Juan Murillo (1971) ha publicado tres libros de cuentos; uno de ellos es La isla de los muertos (Germinal, 2012), cuya elaboración revela él en esta página. Murillo es coeditor de la antología de cuentos Historias de nunca acabar (ECR, 2009), es uno de los animadores de la Editorial Lanzallamas y publica el blog 100 Palabras por Minuto , que contiene recensiones y artículos sobre literatura.

–¿Cómo surgieron el tema o los temas de su libro: de un modo súbito o premeditado?

–En la punta de la península de Nicoya hay una isla muy cerca de la costa que los habitantes del pueblo utilizan como cementerio.
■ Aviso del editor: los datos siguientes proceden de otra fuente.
#![no_main]
use libfuzzer_sys::fuzz_target;
use stance_physics::Snapshot;

// Arbitrary bytes must be rejected cleanly; anything accepted must encode
// back to the same bytes.
fuzz_target!(|data: &[u8]| {
    if let Ok(snapshot) = Snapshot::from_bytes(data) {
        let bytes = snapshot.to_bytes();
        assert_eq!(bytes.as_slice(), data);
        assert!(Snapshot::from_bytes(&bytes).is_ok());
    }
});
La llaman “isla Muertos”. Alrededor de esa imagen lentamente fueron aglutinándose otras, como mis viajes de juventud a Montezuma; el mito de Perséfone; el cuadro Die Toteninsel [La isla de los muertos], de Arnold Böcklin; el poema Stoned Immaculate , de Jim Morrison, y otras cosas que me parecían secretamente relacionadas entre sí y con grupos de personas atrapadas por la devoción por un misterio que las aleja de la realidad.
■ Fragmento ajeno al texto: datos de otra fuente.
/// Box vs circle (normal points from the box toward the circle)
#[must_use]
pub fn aabb_vs_circle(box_center: Vec2Fix, half: Vec2Fix, c: Vec2Fix, r: Fix64) -> Option<Contact> {
    let bounds = Aabb::from_center(box_center, half);
    if !bounds.contains(c) {
        let closest = bounds.clamp_point(c);
        let delta = c - closest;
        let dist_sq = delta.length_squared();
        if dist_sq > r * r {
            return None;
        }
        let dist = delta.length();
        let normal = if dist.is_zero() {
            Vec2Fix::UNIT_Y
        } else {
            Vec2Fix::new(delta.x / dist, delta.y / dist)
        };
        return Some(Contact {
            point: closest,
            normal,
            depth: (r - dist).max(Fix64::ZERO),
        });
    }

    // Center inside the box: push out through the nearest face
    let left = c.x - bounds.min.x;
    let right = bounds.max.x - c.x;
    let bottom = c.y - bounds.min.y;
    let top = bounds.max.y - c.y;
    let mut best = top;
    let mut normal = Vec2Fix::UNIT_Y;
    let mut point = Vec2Fix::new(c.x, bounds.max.y);
    if bottom < best {
        best = bottom;
        normal = -Vec2Fix::UNIT_Y;
        point = Vec2Fix::new(c.x, bounds.min.y);
    }
    if right < best {
        best = right;
        normal = Vec2Fix::UNIT_X;
        point = Vec2Fix::new(bounds.max.x, c.y);
    }
    if left < best {
        best = left;
        normal = -Vec2Fix::UNIT_X;
        point = Vec2Fix::new(bounds.min.x, c.y);
    }
    Some(Contact {
        point,
        normal,
        depth: best + r,
    })
}

/// Box vs capsule (normal points from the box toward the capsule)
///
/// The capsule core is reduced to the segment point nearest the box by two
/// alternating projections, then tested as a circle.
#[must_use]
pub fn aabb_vs_capsule(
    box_center: Vec2Fix,
    half: Vec2Fix,
    cap_center: Vec2Fix,
    cap_radius: Fix64,
    half_segment: Vec2Fix,
) -> Option<Contact> {
    let bounds = Aabb::from_center(box_center, half);
    let (a, b) = capsule_ends(cap_center, half_segment);
    let mut s = closest_point_on_segment(box_center, a, b);
    for _ in 0..2 {
        let q = bounds.clamp_point(s);
        s = closest_point_on_segment(q, a, b);
    }
    aabb_vs_circle(box_center, half, s, cap_radius)
}

/// Box vs box (normal along the axis of least overlap)
#[must_use]
pub fn aabb_vs_aabb(ca: Vec2Fix, ha: Vec2Fix, cb: Vec2Fix, hb: Vec2Fix) -> Option<Contact> {
    let delta = cb - ca;
    let overlap_x = ha.x + hb.x - delta.x.abs();
    let overlap_y = ha.y + hb.y - delta.y.abs();
    if overlap_x.is_negative() || overlap_y.is_negative() {
        return None;
    }
    let a = Aabb::from_center(ca, ha);
    let b = Aabb::from_center(cb, hb);
    let overlap_min = a.min.max(b.min);
    let overlap_max = a.max.min(b.max);
    let point = Vec2Fix::new(
        (overlap_min.x + overlap_max.x).half(),
        (overlap_min.y + overlap_max.y).half(),
    );
    let (normal, depth) = if overlap_x < overlap_y {
        let sign = if delta.x.is_negative() { Fix64::NEG_ONE } else { Fix64::ONE };
        (Vec2Fix::new(sign, Fix64::ZERO), overlap_x)
    } else {
        let sign = if delta.y.is_negative() { Fix64::NEG_ONE } else { Fix64::ONE };
        (Vec2Fix::new(Fix64::ZERO, sign), overlap_y)
    };
    Some(Contact {
        point,
        normal,
        depth,
    })
}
–¿Qué continuidad y qué diferencia aporta ‘La isla de los muertos’ a sus obras anteriores?

–Es diferente en que emplea algunos anacronismos deliberados: utiliza un historia-marco –es una historia dentro de otra, y así muchas veces– y un estilo moroso que eran usuales en el siglo XIX.
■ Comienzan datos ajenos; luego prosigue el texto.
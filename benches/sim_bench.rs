//! Benchmarks for stance-physics
//!
//! Run with: `cargo bench`

use criterion::{black_box, criterion_group, criterion_main, Criterion};

use stance_physics::skeleton::{Skeleton, SkeletonConfig};
use stance_physics::{BalanceConfig, BodyDesc, DeterministicRng, Fix64, PhysicsConfig, PhysicsWorld, Shape, Vec2Fix};

fn crowd(count: i32) -> PhysicsWorld {
    let mut config = PhysicsConfig::default();
    config.world.bounds = None;
    let mut world = PhysicsWorld::new(config).unwrap_or_default();
    let mut rng = DeterministicRng::new(9);
    for i in 0..count {
        let desc = BodyDesc::dynamic(Shape::circle(Fix64::from_ratio(2, 5)), Fix64::ONE)
            .with_position(Vec2Fix::from_int(i % 16, i / 16))
            .with_velocity(Vec2Fix::new(rng.next_signed(Fix64::TWO), rng.next_signed(Fix64::TWO)))
            .with_restitution(Fix64::from_ratio(4, 5));
        let _ = world.create_body(&desc);
    }
    world
}

// ============================================================================
// World step benchmarks
// ============================================================================

fn bench_world_step(c: &mut Criterion) {
    let mut group = c.benchmark_group("world_step");
    let dt = Fix64::from_ratio(1, 60);

    group.bench_function("128_bodies_single_step", |b| {
        let template = crowd(128);
        b.iter_batched(
            || template.clone(),
            |mut world| {
                let _ = world.step(black_box(dt));
                world.drain_collision_events().len()
            },
            criterion::BatchSize::SmallInput,
        );
    });

    group.bench_function("128_bodies_60_steps", |b| {
        b.iter(|| {
            let mut world = crowd(128);
            for _ in 0..60 {
                let _ = world.step(black_box(dt));
                world.drain_collision_events();
            }
            world.checksum()
        });
    });

    group.finish();
}

// ============================================================================
// Skeleton benchmarks
// ============================================================================

fn bench_skeleton(c: &mut Criterion) {
    let mut group = c.benchmark_group("skeleton");
    let dt = Fix64::from_ratio(1, 60);
    let balance = BalanceConfig::default();

    group.bench_function("upright_tick", |b| {
        let mut skeleton = Skeleton::new(Vec2Fix::ZERO, SkeletonConfig::default());
        let mut rng = DeterministicRng::new(1);
        b.iter(|| skeleton.step(black_box(dt), None, &balance, &mut rng));
    });

    group.bench_function("hip_recovery_tick", |b| {
        let mut rng = DeterministicRng::new(1);
        b.iter_batched(
            || {
                let mut s = Skeleton::new(Vec2Fix::ZERO, SkeletonConfig::default());
                s.lean(Fix64::from_ratio(3, 100));
                s
            },
            |mut s| s.step(black_box(dt), None, &balance, &mut rng),
            criterion::BatchSize::SmallInput,
        );
    });

    group.finish();
}

criterion_group!(benches, bench_world_step, bench_skeleton);
criterion_main!(benches);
–¿En qué se diferenciaría ese libro de sus obras posteriores?

–La novela que estoy trabajando ahora tiene un estilo convulso muy distinto de la narración relativamente diáfana de este libro. Creo que la literatura debe ser una exploración y que los temas deben dictar su propio estilo.

–¿Hubo influencias de otros autores en la creación de ‘La isla de los muertos’?

–La hay en todos los libros, y en mi caso tiende a ser muy directa porque lo que escribo pretende siempre ser un diálogo con cierta tradición. Hubo influencia de Joseph Conrad y Henry James en la estructura y el estilo, y de Jim Morrison y los mitos órficos griegos en el aspecto simbólico, y de Donald Barthelme en cuanto a sus ideas sobre la creación artística.

–¿Cómo se distribuyó el tiempo de redacción: diaria, eventual, a qué horas...?

–No soy un escritor metódico. Escribí este libro en sesiones espasmódicas, sin ningún tipo de sistema.

–¿Cómo evitó la distracción?

–La distracción es necesaria porque permite que, mientras hacemos otras cosas, las ideas, los temas y los símbolos se busquen entre sí en una especie de zona de penumbra a la que atendemos apenas periféricamente y que es el lugar en donde ocurre el arte.

–¿Piensa en algún lector cuando escribe?

–Toda narración tiene un lector implícito. Me parece que no resultará extraño si digo que, en mi caso, ese lector sería alguien muy parecido a mí, que entendería de lo que le estoy hablando con las historias que le cuento.

–¿Presenta los originales a amigos o consulta sus problemas de redacción con otras personas?

–Siempre he buscado a otros escritores para que me ayuden a identificar pasajes confusos o flojos, o para que me señalen construcciones verbales infelices; en fin, para que hagan de editores. Para este libro recibí la valiosa ayuda de Gustavo Adolfo Chaves.

–¿Qué le cuesta más crear: ambientes, personajes, diálogos...?

–Los diálogos siempre son difíciles porque es muy fácil hacer diálogos inanes, diálogos realistas que no son más que reproducciones de manierismos, o diálogos simplemente informativos al servicio de lo narrado, sin mencionar los diálogos ya propiamente malos, acartonados o estúpidos. El diálogo debería ser como un iceberg , que deja ver solo la punta de algo inmenso que se mueve bajo la superficie, como un poema.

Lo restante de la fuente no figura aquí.